Beginners boats can be beat-up BUT there are a few things i learned that must be good in order for them to not suffer.

Vang and snotters must be good line with good cleats. If these stretch or slip, the boat won't sail properly in gusts or stronger winds/chop and will be much more difficult to control

Mast leashes... holding the mast in place when they capsize is a must. If it drops out of the step, obviously the boat cannot be recovered and sailed but the mast flopping around will also break the thwart.

Hiking stick swivels... self-explanatory. IMHO kids should learn to steer with the hiking stick from day 1

Rudder latches... you don't want to lose the rudder when they capsize, and also not pinch little fingers.

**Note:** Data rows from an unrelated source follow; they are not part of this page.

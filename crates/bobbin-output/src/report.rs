//! Markdown-style report encoding.
//!
//! Groups events by tag (one section per distinct tag, in order of first
//! appearance), sorts each group by start time with dateless events last,
//! and renders each event through a configurable line template.

use bobbin_core::{Event, time::distant_future};

use crate::template::{RenderFields, Template};

/// The default per-event line template.
pub const DEFAULT_LINE_TEMPLATE: &str =
    "- [{checkbox}] **{title}**  \n  {description}  \n  *origin:* {source} (line {line})  \n  *time:* {time}";

/// Section name for events without a tag.
const UNTAGGED: &str = "(untagged)";

/// Configuration for the report encoder.
#[derive(Debug, Clone)]
pub struct ReportConfig {
    /// Template rendered once per event.
    pub line_template: Template,
    /// Heading line opening the report.
    pub heading: String,
}

impl Default for ReportConfig {
    fn default() -> Self {
        Self {
            line_template: Template::compile(DEFAULT_LINE_TEMPLATE)
                .expect("default template is valid"),
            heading: "# Events".to_string(),
        }
    }
}

/// Encodes events into a tag-grouped report.
pub fn encode_report(events: &[Event], config: &ReportConfig) -> String {
    let mut out = vec![config.heading.clone()];
    for (tag, group) in group_by_tag(events) {
        out.push(format!("\n## {tag}\n"));
        for event in group {
            out.push(config.line_template.render(&RenderFields::from_event(event)));
        }
    }
    out.join("\n")
}

/// Groups events by tag in first-appearance order, each group sorted by
/// start ascending with dateless events after all dated ones.
fn group_by_tag(events: &[Event]) -> Vec<(String, Vec<&Event>)> {
    let mut groups: Vec<(String, Vec<&Event>)> = Vec::new();
    for event in events {
        let tag = event.tag.clone().unwrap_or_else(|| UNTAGGED.to_string());
        match groups.iter_mut().find(|(name, _)| *name == tag) {
            Some((_, group)) => group.push(event),
            None => groups.push((tag, vec![event])),
        }
    }
    for (_, group) in &mut groups {
        group.sort_by_key(|event| {
            event
                .start
                .as_ref()
                .map(|t| t.to_utc_datetime())
                .unwrap_or_else(distant_future)
        });
    }
    groups
}

#[cfg(test)]
mod tests {
    use super::*;
    use bobbin_core::{EventTime, Origin};
    use chrono::{DateTime, Duration, TimeZone, Utc};
    use std::collections::BTreeMap;

    fn utc(y: i32, m: u32, d: u32, h: u32, min: u32, s: u32) -> DateTime<Utc> {
        Utc.with_ymd_and_hms(y, m, d, h, min, s).unwrap()
    }

    fn event(tag: &str, title: &str, start: Option<DateTime<Utc>>, line: u32) -> Event {
        Event {
            start: start.map(EventTime::from_utc),
            duration: start.map(|_| Duration::minutes(30)),
            all_day: false,
            title: title.to_string(),
            description: "desc".to_string(),
            tag: Some(tag.to_string()),
            done: false,
            done_at: None,
            origin: Origin::new("notes.md", line),
            extra: BTreeMap::new(),
        }
    }

    #[test]
    fn sections_in_first_appearance_order() {
        let events = vec![
            event("todo", "a", Some(utc(2024, 3, 5, 9, 0, 0)), 1),
            event("event", "b", Some(utc(2024, 3, 5, 10, 0, 0)), 2),
            event("todo", "c", Some(utc(2024, 3, 5, 11, 0, 0)), 3),
        ];
        let output = encode_report(&events, &ReportConfig::default());
        let todo_pos = output.find("## todo").unwrap();
        let event_pos = output.find("## event").unwrap();
        assert!(todo_pos < event_pos);
        assert!(output.starts_with("# Events"));
    }

    #[test]
    fn groups_sorted_by_start() {
        let events = vec![
            event("todo", "late", Some(utc(2024, 3, 5, 15, 0, 0)), 1),
            event("todo", "early", Some(utc(2024, 3, 5, 9, 0, 0)), 2),
        ];
        let output = encode_report(&events, &ReportConfig::default());
        assert!(output.find("early").unwrap() < output.find("late").unwrap());
    }

    #[test]
    fn dateless_sorted_last_regardless_of_input_order() {
        let events = vec![
            event("todo", "nodate", None, 1),
            event("todo", "dated", Some(utc(2024, 3, 5, 9, 0, 0)), 2),
        ];
        let output = encode_report(&events, &ReportConfig::default());
        assert!(output.find("dated").unwrap() < output.find("nodate").unwrap());
    }

    #[test]
    fn untagged_events_get_their_own_section() {
        let mut untagged = event("x", "loose", None, 1);
        untagged.tag = None;
        let output = encode_report(&[untagged], &ReportConfig::default());
        assert!(output.contains("## (untagged)"));
    }

    #[test]
    fn default_template_renders_origin_and_time() {
        let events = vec![event("todo", "standup", Some(utc(2024, 3, 5, 9, 0, 0)), 12)];
        let output = encode_report(&events, &ReportConfig::default());
        assert!(output.contains("- [ ] **standup**"));
        assert!(output.contains("*origin:* notes.md (line 12)"));
        assert!(output.contains("*time:* 2024-03-05 09:00 to 09:30 (duration: 0:30)"));
    }

    #[test]
    fn done_events_render_checked() {
        let mut done = event("todo", "shipped", None, 1);
        done.done = true;
        let output = encode_report(&[done], &ReportConfig::default());
        assert!(output.contains("- [x] **shipped**"));
    }

    #[test]
    fn custom_line_template() {
        let config = ReportConfig {
            line_template: Template::compile("* {title} [{time}]").unwrap(),
            ..Default::default()
        };
        let events = vec![event("todo", "standup", None, 1)];
        let output = encode_report(&events, &config);
        assert!(output.contains("* standup [no time specified]"));
    }

    #[test]
    fn empty_input_is_just_the_heading() {
        let output = encode_report(&[], &ReportConfig::default());
        assert_eq!(output, "# Events");
    }
}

Boom spans... the Opti booms are toothpicks and will bend/break if there is not a span. It's amazing how often you see them without, I guess those kids never sheet the main in or sail in actual wind.

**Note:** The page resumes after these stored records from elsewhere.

//! Closed-placeholder output templates.
//!
//! Template strings reference a fixed set of named placeholders resolved
//! from an event's serializable fields. Templates are compiled when
//! configuration is loaded, so an unknown placeholder name fails there
//! rather than per record at render time.

use bobbin_core::Event;
use thiserror::Error;

use crate::timefmt::format_time_range;

/// The closed set of placeholder names.
#[derive(Debug, Clone, Copy, PartialEq, Eq)]
pub enum Placeholder {
    /// `{title}` — the event title.
    Title,
    /// `{description}` — the event description.
    Description,
    /// `{tag}` — the dot-segmented tag path, empty when untagged.
    Tag,
    /// `{source}` — the origin document identifier.
    Source,
    /// `{line}` — the origin line number.
    Line,
    /// `{uid}` — the derived unique identifier.
    Uid,
    /// `{time}` — the human-readable time range.
    Time,
    /// `{checkbox}` — the completion glyph, `x` or a space.
    Checkbox,
}

impl Placeholder {
    fn from_name(name: &str) -> Option<Self> {
        match name {
            "title" => Some(Self::Title),
            "description" => Some(Self::Description),
            "tag" => Some(Self::Tag),
            "source" => Some(Self::Source),
            "line" => Some(Self::Line),
            "uid" => Some(Self::Uid),
            "time" => Some(Self::Time),
            "checkbox" => Some(Self::Checkbox),
            _ => None,
        }
    }
}

/// Template compilation errors, surfaced at configuration-load time.
#[derive(Debug, Clone, PartialEq, Eq, Error)]
pub enum TemplateError {
    /// A placeholder name outside the closed set.
    #[error("unknown placeholder {{{0}}}")]
    UnknownPlaceholder(String),

    /// A `{` with no matching `}`.
    #[error("unterminated placeholder after {0:?}")]
    Unterminated(String),
}

#[derive(Debug, Clone)]
enum Segment {
    Literal(String),
    Field(Placeholder),
}

/// A compiled output template.
#[derive(Debug, Clone)]
pub struct Template {
    segments: Vec<Segment>,
}

impl Template {
    /// Compiles a template string, rejecting unknown placeholder names.
    pub fn compile(source: &str) -> Result<Self, TemplateError> {
        let mut segments = Vec::new();
        let mut rest = source;

        while let Some(open) = rest.find('{') {
            if open > 0 {
                segments.push(Segment::Literal(rest[..open].to_string()));
            }
            let after = &rest[open + 1..];
            let Some(close) = after.find('}') else {
                return Err(TemplateError::Unterminated(rest[..open].to_string()));
            };
            let name = &after[..close];
            let placeholder = Placeholder::from_name(name)
                .ok_or_else(|| TemplateError::UnknownPlaceholder(name.to_string()))?;
            segments.push(Segment::Field(placeholder));
            rest = &after[close + 1..];
        }
        if !rest.is_empty() {
            segments.push(Segment::Literal(rest.to_string()));
        }

        Ok(Self { segments })
    }

    /// Renders the template against resolved fields.
    pub fn render(&self, fields: &RenderFields) -> String {
        let mut out = String::new();
        for segment in &self.segments {
            match segment {
                Segment::Literal(text) => out.push_str(text),
                Segment::Field(placeholder) => out.push_str(fields.get(*placeholder)),
            }
        }
        out
    }
}

/// An event's fields resolved to display strings.
#[derive(Debug, Clone)]
pub struct RenderFields {
    /// The event title.
    pub title: String,
    /// The event description.
    pub description: String,
    /// The tag path, empty when untagged.
    pub tag: String,
    /// The origin document identifier.
    pub source: String,
    /// The origin line number.
    pub line: String,
    /// The derived unique identifier.
    pub uid: String,
    /// The human-readable time range.
    pub time: String,
    /// The completion glyph.
    pub checkbox: String,
}

impl RenderFields {
    /// Resolves every placeholder value from an event.
    pub fn from_event(event: &Event) -> Self {
        Self {
            title: event.title.clone(),
            description: event.description.clone(),
            tag: event.tag.clone().unwrap_or_default(),
            source: event.origin.source.clone(),
            line: event.origin.line.to_string(),
            uid: event.uid(),
            time: format_time_range(event),
            checkbox: if event.done { "x" } else { " " }.to_string(),
        }
    }

    fn get(&self, placeholder: Placeholder) -> &str {
        match placeholder {
            Placeholder::Title => &self.title,
            Placeholder::Description => &self.description,
            Placeholder::Tag => &self.tag,
            Placeholder::Source => &self.source,
            Placeholder::Line => &self.line,
            Placeholder::Uid => &self.uid,
            Placeholder::Time => &self.time,
            Placeholder::Checkbox => &self.checkbox,
        }
    }
}

#[cfg(test)]
mod tests {
    use super::*;
    use bobbin_core::{EventTime, Origin};
    use chrono::{Duration, TimeZone, Utc};
    use std::collections::BTreeMap;

    fn sample_event() -> Event {
        Event {
            start: Some(EventTime::from_utc(
                Utc.with_ymd_and_hms(2024, 3, 5, 9, 0, 0).unwrap(),
            )),
            duration: Some(Duration::minutes(30)),
            all_day: false,
            title: "standup".to_string(),
            description: "daily sync".to_string(),
            tag: Some("todo.work".to_string()),
            done: true,
            done_at: None,
            origin: Origin::new("notes/work.md", 12),
            extra: BTreeMap::new(),
        }
    }

    #[test]
    fn renders_all_placeholders() {
        let template =
            Template::compile("[{checkbox}] {tag}: {title} / {description} @ {time} ({uid})")
                .unwrap();
        let rendered = template.render(&RenderFields::from_event(&sample_event()));
        assert_eq!(
            rendered,
            "[x] todo.work: standup / daily sync @ 2024-03-05 09:00 to 09:30 (duration: 0:30) (notes/work.md:12)"
        );
    }

    #[test]
    fn source_and_line() {
        let template = Template::compile("{source} (line {line})").unwrap();
        let rendered = template.render(&RenderFields::from_event(&sample_event()));
        assert_eq!(rendered, "notes/work.md (line 12)");
    }

    #[test]
    fn literal_only_template() {
        let template = Template::compile("no placeholders at all").unwrap();
        let fields = RenderFields::from_event(&sample_event());
        assert_eq!(template.render(&fields), "no placeholders at all");
    }

    #[test]
    fn unknown_placeholder_rejected_at_compile_time() {
        assert_eq!(
            Template::compile("hello {bogus}").unwrap_err(),
            TemplateError::UnknownPlaceholder("bogus".to_string())
        );
    }

    #[test]
    fn unterminated_placeholder_rejected() {
        assert!(matches!(
            Template::compile("hello {title").unwrap_err(),
            TemplateError::Unterminated(_)
        ));
    }

    #[test]
    fn unchecked_checkbox_is_space() {
        let mut event = sample_event();
        event.done = false;
        let template = Template::compile("[{checkbox}]").unwrap();
        assert_eq!(template.render(&RenderFields::from_event(&event)), "[ ]");
    }

    #[test]
    fn untagged_event_renders_empty_tag() {
        let mut event = sample_event();
        event.tag = None;
        let template = Template::compile("<{tag}>").unwrap();
        assert_eq!(template.render(&RenderFields::from_event(&event)), "<>");
    }
}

I did not get into racing Optis AT ALL but I did learn how to set them up correctly (thanks to some of my kids who went quite far with it, and came back to teach their old coach). There is a huge difference between a floating box with a sail and a real sailboat. The Opti can actually sail quite well which is one of the things that make it a great teaching boat. Yes it has drawbacks but it does not require strength and when set up properly, it gives excellent feedback so the kids learn quickly.

Good hunting!

FB- Doug

To add to this... other advantages of Oppies: 

  • They have high freeboard, keeping small children out of cold water and extending teaching/fun time 
  • They are easy to sail but very hard to sail really well
  • They don't drift off at speed downwind when capsized (big win for safety, this!)
  • If the helm lets go of everything they will drift to a stop upright and depowered
  • Kids are less inclined to capsize for the hell of it if they have to bail out afterwards...

Cheers,

               W.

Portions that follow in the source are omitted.